Increasingly, we see examples where lack of transparency and accountability from governments affects trust. Being able to follow public money flows is an important step to recover trust and aim towards more effective governance of public funds. Despite this, according to the most recent edition of the Open Data Barometer, the number of national governments that publish their budget and spending reports and figures as data isn’t growing consistently.

Considering the lack of progress in such publication and the relevance of fiscal data, from Open Knowledge International (OKI) and Global Initiative for Fiscal Transparency (GIFT) we have partnered to support governments in the publication of budget and spending open data, through the Open Fiscal Data Package (OFDP). This specification allows publishers to structure their data in a way that makes its description and use as easy as possible and provides visualizations and developer tools for publishers and users with the OpenSpending platform.

As a follow up to the -Towards a schema for spending Open Data, Helpdesk included- blog post where you can read more in detail about the characteristics of the (OFDP), in this post we will guide you through, for a successful publication.

First: what information is expected in a budget/spending file?

Any budget and spending open dataset should have four basic components 1) fiscal year presented 2) budget classifications 3) source of funding and 4) amounts for each stage of the transaction. Additionally, the dataset can be complemented with other relevant data and classifications included in the Financial Management Information Systems (FMIS).

1) Period

  • Fiscal Year- The fiscal year is the framework in which the approved budget is executed. While some countries have already developed the annual budget within a multiyear perspective, through the preparation of medium-term fiscal and budget frameworks, these frameworks are usually established at a higher level of disaggregation than the annual budget and expenditures.

The dataset can include several past and future years according to data availability. For this, each fiscal year can be a separate dataset.

2) Budget classifications

Regarding the second component, budget classifications, we refer to those indicated in the Fiscal Transparency Code of the International Monetary Fund. Furthermore, for those countries who have progressed in incorporating program classification, it should be included as well. These are:

  • Administrative unit (government ministries/agencies and departments/divisions within agencies).
  • Economic type (“inputs” such as salaries, transfers, other non-salary current expenditures, capital spending) (following the international classification if available)
  • Functional and subfunctions (following the international classification if available)
  • Program/subprogram/activity/project; alternatively outcomes and/or outputs.
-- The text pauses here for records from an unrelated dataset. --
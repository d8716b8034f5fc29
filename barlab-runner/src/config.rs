//! Serializable backtest configuration, loaded from TOML.
//!
//! ```toml
//! [data]
//! csv_dir = "data"
//! symbols = ["600008", "000001"]
//! date_format = "%Y-%m-%d"
//!
//! [portfolio]
//! initial_capital = 100000.0
//! start_date = "2015-04-08"
//! sizing = "FIXED_LOT"
//!
//! [execution]
//! slippage = "fixed"
//! slippage_percent = 0.1
//! commission = "default"
//!
//! [strategy]
//! type = "MA_CROSS"
//! long_window = 10
//! short_window = 5
//! ```

use barlab_core::execution::DEFAULT_SLIPPAGE_PERCENT;
use barlab_core::portfolio::{OrderSizing, DEFAULT_INITIAL_CAPITAL};
use barlab_core::strategy::ma_cross::{DEFAULT_LONG_WINDOW, DEFAULT_SHORT_WINDOW};
use chrono::{NaiveDate, NaiveDateTime};
use serde::{Deserialize, Serialize};
use std::collections::HashSet;
use std::path::{Path, PathBuf};
use thiserror::Error;

/// Unique identifier for a backtest run (content-addressable hash).
pub type RunId = String;

pub const DEFAULT_DATE_FORMAT: &str = "%Y-%m-%d";

#[derive(Debug, Error)]
pub enum ConfigError {
    #[error("failed to read config file {path}: {source}")]
    Io {
        path: PathBuf,
        #[source]
        source: std::io::Error,
    },

    #[error("failed to parse config TOML: {0}")]
    Parse(#[from] toml::de::Error),

    #[error("invalid config: {0}")]
    Invalid(String),

    #[error("failed to serialize config: {0}")]
    Serialize(#[from] serde_json::Error),
}

/// Everything needed to reproduce one backtest.
#[derive(Debug, Clone, Serialize, Deserialize, PartialEq)]
pub struct BacktestConfig {
    pub data: DataConfig,
    pub portfolio: PortfolioConfig,
    #[serde(default)]
    pub execution: ExecutionConfig,
    #[serde(default)]
    pub strategy: StrategyConfig,
}

#[derive(Debug, Clone, Serialize, Deserialize, PartialEq)]
pub struct DataConfig {
    /// Directory holding one `<symbol>.csv` per symbol.
    pub csv_dir: PathBuf,
    pub symbols: Vec<String>,
    #[serde(default = "default_date_format")]
    pub date_format: String,
}

#[derive(Debug, Clone, Serialize, Deserialize, PartialEq)]
pub struct PortfolioConfig {
    #[serde(default = "default_initial_capital")]
    pub initial_capital: f64,
    /// Date of the initial all-cash ledger row.
    pub start_date: NaiveDate,
    #[serde(default)]
    pub sizing: OrderSizing,
}

impl PortfolioConfig {
    pub fn start_datetime(&self) -> NaiveDateTime {
        self.start_date.and_time(chrono::NaiveTime::MIN)
    }
}

/// Model names are free strings; unknown names fall back to zero-effect models.
#[derive(Debug, Clone, Serialize, Deserialize, PartialEq)]
pub struct ExecutionConfig {
    #[serde(default = "default_slippage")]
    pub slippage: String,
    /// Percent of price for the `fixed` model (0.1 = 0.1%).
    #[serde(default = "default_slippage_percent")]
    pub slippage_percent: f64,
    #[serde(default = "default_commission")]
    pub commission: String,
}

impl Default for ExecutionConfig {
    fn default() -> Self {
        Self {
            slippage: default_slippage(),
            slippage_percent: DEFAULT_SLIPPAGE_PERCENT,
            commission: default_commission(),
        }
    }
}

#[derive(Debug, Clone, Serialize, Deserialize, PartialEq)]
#[serde(tag = "type", rename_all = "SCREAMING_SNAKE_CASE")]
pub enum StrategyConfig {
    BuyAndHold,
    MaCross {
        #[serde(default = "default_long_window")]
        long_window: usize,
        #[serde(default = "default_short_window")]
        short_window: usize,
    },
}

impl Default for StrategyConfig {
    fn default() -> Self {
        StrategyConfig::MaCross {
            long_window: DEFAULT_LONG_WINDOW,
            short_window: DEFAULT_SHORT_WINDOW,
        }
    }
}

fn default_date_format() -> String {
    DEFAULT_DATE_FORMAT.to_string()
}

fn default_initial_capital() -> f64 {
    DEFAULT_INITIAL_CAPITAL
}

fn default_slippage() -> String {
    "fixed".to_string()
}

fn default_slippage_percent() -> f64 {
    DEFAULT_SLIPPAGE_PERCENT
}

fn default_commission() -> String {
    "default".to_string()
}

fn default_long_window() -> usize {
    DEFAULT_LONG_WINDOW
}

fn default_short_window() -> usize {
    DEFAULT_SHORT_WINDOW
}

impl BacktestConfig {
    /// Load and validate a config file.
    pub fn from_file(path: &Path) -> Result<Self, ConfigError> {
        let content = std::fs::read_to_string(path).map_err(|source| ConfigError::Io {
            path: path.to_path_buf(),
            source,
        })?;
        Self::from_toml(&content)
    }

    /// Parse and validate a TOML string.
    pub fn from_toml(content: &str) -> Result<Self, ConfigError> {
        let config: Self = toml::from_str(content)?;
        config.validate()?;
        Ok(config)
    }

    pub fn to_toml(&self) -> Result<String, ConfigError> {
        toml::to_string_pretty(self).map_err(|e| ConfigError::Invalid(format!("serialize: {e}")))
    }

    pub fn validate(&self) -> Result<(), ConfigError> {
        if self.data.symbols.is_empty() {
            return Err(ConfigError::Invalid("data.symbols must not be empty".into()));
        }
        let mut seen = HashSet::new();
        for symbol in &self.data.symbols {
            if !seen.insert(symbol) {
                return Err(ConfigError::Invalid(format!(
                    "symbol '{symbol}' is listed more than once"
                )));
            }
        }
        if !(self.portfolio.initial_capital.is_finite() && self.portfolio.initial_capital > 0.0) {
            return Err(ConfigError::Invalid(format!(
                "portfolio.initial_capital must be positive, got {}",
                self.portfolio.initial_capital
            )));
        }
        if !(self.execution.slippage_percent.is_finite() && self.execution.slippage_percent >= 0.0)
        {
            return Err(ConfigError::Invalid(format!(
                "execution.slippage_percent must be non-negative, got {}",
                self.execution.slippage_percent
            )));
        }
        if let StrategyConfig::MaCross {
            long_window,
            short_window,
        } = self.strategy
        {
            if long_window == 0 || short_window == 0 {
                return Err(ConfigError::Invalid(format!(
                    "moving average windows must be positive (long={long_window}, short={short_window})"
                )));
            }
        }
        Ok(())
    }

    /// Deterministic hash of the configuration.
    ///
    /// Two runs with identical configs get the same id.
    pub fn run_id(&self) -> Result<RunId, ConfigError> {
        let json = serde_json::to_string(self)?;
        Ok(blake3::hash(json.as_bytes()).to_hex().to_string())
    }
}

#[cfg(test)]
mod tests {
    use super::*;

    const FULL: &str = r#"
[data]
csv_dir = "data"
symbols = ["600008", "000001"]
date_format = "%Y-%m-%d %H:%M:%S"

[portfolio]
initial_capital = 50000.0
start_date = "2015-04-08"
sizing = "PROPORTIONAL"

[execution]
slippage = "zero"
slippage_percent = 0.2
commission = "zero"

[strategy]
type = "MA_CROSS"
long_window = 20
short_window = 8
"#;

    const MINIMAL: &str = r#"
[data]
csv_dir = "data"
symbols = ["600008"]

[portfolio]
start_date = "2015-04-08"
"#;

    #[test]
    fn parses_full_config() {
        let config = BacktestConfig::from_toml(FULL).unwrap();
        assert_eq!(config.data.symbols, vec!["600008", "000001"]);
        assert_eq!(config.data.date_format, "%Y-%m-%d %H:%M:%S");
        assert_eq!(config.portfolio.initial_capital, 50_000.0);
        assert_eq!(config.portfolio.sizing, OrderSizing::Proportional);
        assert_eq!(config.execution.slippage, "zero");
        assert_eq!(config.execution.commission, "zero");
        assert_eq!(
            config.strategy,
            StrategyConfig::MaCross {
                long_window: 20,
                short_window: 8
            }
        );
    }

    #[test]
    fn minimal_config_uses_defaults() {
        let config = BacktestConfig::from_toml(MINIMAL).unwrap();
        assert_eq!(config.data.date_format, DEFAULT_DATE_FORMAT);
        assert_eq!(config.portfolio.initial_capital, 100_000.0);
        assert_eq!(config.portfolio.sizing, OrderSizing::FixedLot);
        assert_eq!(config.execution, ExecutionConfig::default());
        assert_eq!(config.execution.slippage_percent, 0.1);
        assert_eq!(config.strategy, StrategyConfig::default());
        assert_eq!(
            config.portfolio.start_datetime(),
            NaiveDate::from_ymd_opt(2015, 4, 8)
                .unwrap()
                .and_hms_opt(0, 0, 0)
                .unwrap()
        );
    }

    #[test]
    fn buy_and_hold_strategy_tag() {
        let toml = format!("{MINIMAL}\n[strategy]\ntype = \"BUY_AND_HOLD\"\n");
        let config = BacktestConfig::from_toml(&toml).unwrap();
        assert_eq!(config.strategy, StrategyConfig::BuyAndHold);
    }

    #[test]
    fn rejects_invalid_values() {
        let empty = MINIMAL.replace(r#"symbols = ["600008"]"#, "symbols = []");
        assert!(matches!(
            BacktestConfig::from_toml(&empty),
            Err(ConfigError::Invalid(_))
        ));

        let dup = MINIMAL.replace(r#"["600008"]"#, r#"["600008", "600008"]"#);
        assert!(BacktestConfig::from_toml(&dup).is_err());

        let capital = format!("{MINIMAL}initial_capital = -1.0\n");
        assert!(BacktestConfig::from_toml(&capital).is_err());

        let window = format!("{MINIMAL}\n[strategy]\ntype = \"MA_CROSS\"\nlong_window = 0\n");
        assert!(BacktestConfig::from_toml(&window).is_err());
    }

    #[test]
    fn malformed_toml_is_parse_error() {
        assert!(matches!(
            BacktestConfig::from_toml("[data\ncsv_dir ="),
            Err(ConfigError::Parse(_))
        ));
    }

    #[test]
    fn run_id_deterministic_and_sensitive() {
        let a = BacktestConfig::from_toml(MINIMAL).unwrap();
        let b = BacktestConfig::from_toml(MINIMAL).unwrap();
        assert_eq!(a.run_id().unwrap(), b.run_id().unwrap());
        assert_eq!(a.run_id().unwrap().len(), 64);

        let mut c = a.clone();
        c.portfolio.initial_capital = 200_000.0;
        assert_ne!(a.run_id().unwrap(), c.run_id().unwrap());
    }

    #[test]
    fn run_id_hashes_the_json_form() {
        let cfg = BacktestConfig::from_toml(MINIMAL).unwrap();
        let json = serde_json::to_string(&cfg).unwrap();
        assert!(!json.is_empty());
        let expected = blake3::hash(json.as_bytes()).to_hex().to_string();
        assert_eq!(cfg.run_id().unwrap(), expected);
        assert_ne!(cfg.run_id().unwrap(), blake3::hash(b"").to_hex().to_string());
    }

    #[test]
    fn toml_round_trip() {
        let config = BacktestConfig::from_toml(FULL).unwrap();
        let text = config.to_toml().unwrap();
        assert_eq!(BacktestConfig::from_toml(&text).unwrap(), config);
    }
}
Some of these are cross-classifications, mainly in respect of the Program classification.

3) Source of funding

It serves to distinguish, in the financial statements, the origin of the domestically- financed expenditures (on-budget, extra-budgetary, counterpart fund), as well as from project aid financed expenditures.

4) Stages of the transaction

For the stage of the transaction, there is not a unique form of registration, but it is important to register clearly the type of data presented and which phase of the budget the user is looking at. The Expenditure Control: Key Features, Stages, and Actors[1] identify the next seven typical stages of the expenditure cycle, which should be considered for the dataset, according to the availability in the country:

  • Authorization of expenditure- A fundamental principle of public finance is that expenditure and revenue proposals must be legally authorized to ensure accountability.
  • Apportionment of authorization for specific periods and spending units- The purpose of apportionment is to prevent spending agencies from incurring obligations at a rate which would require the authorization of additional funds for the fiscal year in progress.
  • Reservation- Once the apportionment of expenditure authorization is made and the spending authority has been released, some countries’ Public Financial Management (PFM) systems include a stage at which funds are reserved for a specifically known expense but for which no contract has yet been issued. At this stage, there is no legal commitment, but it is known that the expense will be incurred during the budget year and, therefore, the reserved funds should not be used for other activities.
  • Commitment- The commitment stage is the point at which a potential future obligation to pay is established. A commitment occurs when a formal action, such as placing an order or awarding a contract, is taken that renders the government liable to pay at some time in the future when the order or contract is honoured by its counterpart.
  • Verification (or certification)- after goods have been delivered and/or services have been rendered by a supplier, an authorized officer within the spending unit concerned verifies their conformity with the contract or order, and that liability and due date of payment are recognized.
  • Payment order- Once checks are made to ensure that all previously stipulated controls have been performed and documented, a payment order is issued.
  • Payment- Once a payment order has been issued, payments are made through various instruments including checks, electronic funds transfer (EFT), and sometimes cash, in of a supplier or other recipient to discharge the liability. In line with internationally accepted good practice, the payment should be made through a Treasury Single Account (TSA) system- 

5) Additional data and classifications

  • Geographic classification-

A representation of which part of the country benefits from each of the government financial operations. This classification is difficult in most cases, so adaptations have taken the form of classifying by location of administrative units, taxpayers, recipients of government transfers, among others.

  • Investment projects-

Authorized public investment projects, including Public-Private Partnerships, if available. Data over these projects can be paired with geolocation by including its latitude and longitude. Furthermore, if more data is available in the Ministry of Finance systems, such as description or links cost-benefit analysis among others, we can analyze on a case to case basis.

  • Contracts-

Between 15 and 25 per cent of public expenditures are exercised through contracts. These data is useful data for complete traceability of the related part of the transactions. The number and detailed data of the procurement process and/or the awarded contract can be included as part of the file. If the Country has already implemented the Open Contracting Data Standard (OCDS), an additional column can be included with the Open Contacting ID (OCID), linking both data structures without the need for duplicating data (Learn more about the OCDS here). The information on contracts in a standardised form will also allow us to link beneficiaries of these contracts and where the money goes.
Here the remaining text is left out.